Ecology. 2014 Apr;95(4):1087-95. doi: 10.1890/13-0778.1.
Powerful multiple regression-based approaches are commonly used to measure the strength of phenotypic selection, which is the statistical association between individual fitness and trait values. Age structure and overlapping generations complicate determinations of individual fitness, contributing to the popularity of alternative methods for measuring natural selection that do not depend upon such measures. The application of regression-based techniques for measuring selection in these situations requires a demographically appropriate, conceptually sound, and observable measure of individual fitness. It has been suggested that Fisher's reproductive value applied to an individual at its birth is such a definition. Here I offer support for this assertion by showing that multiple regression applied to this measure and vital rates (age-specific survival and fertility rates) yields the same selection gradients for vital rates as those inferred from Hamilton's classical results. I discuss how multiple regressions, applied to individual reproductive value at birth, can be used efficiently to estimate measures of phenotypic selection that are problematic for sensitivity analyses. These include nonlinear selection, components of the opportunity for selection, and multilevel selection.

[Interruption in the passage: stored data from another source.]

//! Error types for event ingestion.

/// Errors raised while reading or decoding domain events.
///
/// Only [`Source`](IngestError::Source) stops an ingestion loop; the rest
/// are per-message and get logged and skipped.
#[derive(Debug, thiserror::Error)]
pub enum IngestError {
    /// The message had no opcode byte.
    #[error("empty event message")]
    Empty,

    /// The opcode byte is not one this server knows.
    #[error("unknown opcode {0}")]
    UnknownOpcode(u8),

    /// The payload did not match the opcode's event shape.
    #[error("failed to decode {opcode:?} payload: {source}")]
    Decode {
        opcode: crate::Opcode,
        #[source]
        source: rmp_serde::decode::Error,
    },

    /// An event could not be encoded for publishing.
    #[error("failed to encode event: {0}")]
    Encode(#[source] rmp_serde::encode::Error),

    /// The translated event could not be published.
    #[error("failed to publish event: {0}")]
    Publish(#[from] eventgate_session::SessionError),

    /// The pub/sub connection failed.
    #[error("event source failed: {0}")]
    Source(#[from] redis::RedisError),
}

基于强大的多元回归方法常用于衡量表型选择的强度,这是个体适应度与特征值之间的统计关联。年龄结构和重叠世代使个体适应度的确定变得复杂,这促使人们采用不依赖于这些测量方法的替代方法来衡量自然选择。在这些情况下,应用基于回归的技术来衡量选择需要一个人口统计学上适当、概念上合理和可观察的个体适应度衡量标准。有人认为,应用于个体出生时的费希尔生殖值就是这样一种定义。在这里,我通过展示应用于该度量和生命率(特定年龄的存活率和生育率)的多元回归产生与从汉密尔顿的经典结果推断出的相同的生命率选择梯度,为这一说法提供了支持。我讨论了如何有效地将个体出生时的生殖值的多元回归应用于估计对敏感性分析有问题的表型选择度量,包括非线性选择、选择机会的组成部分和多层次选择。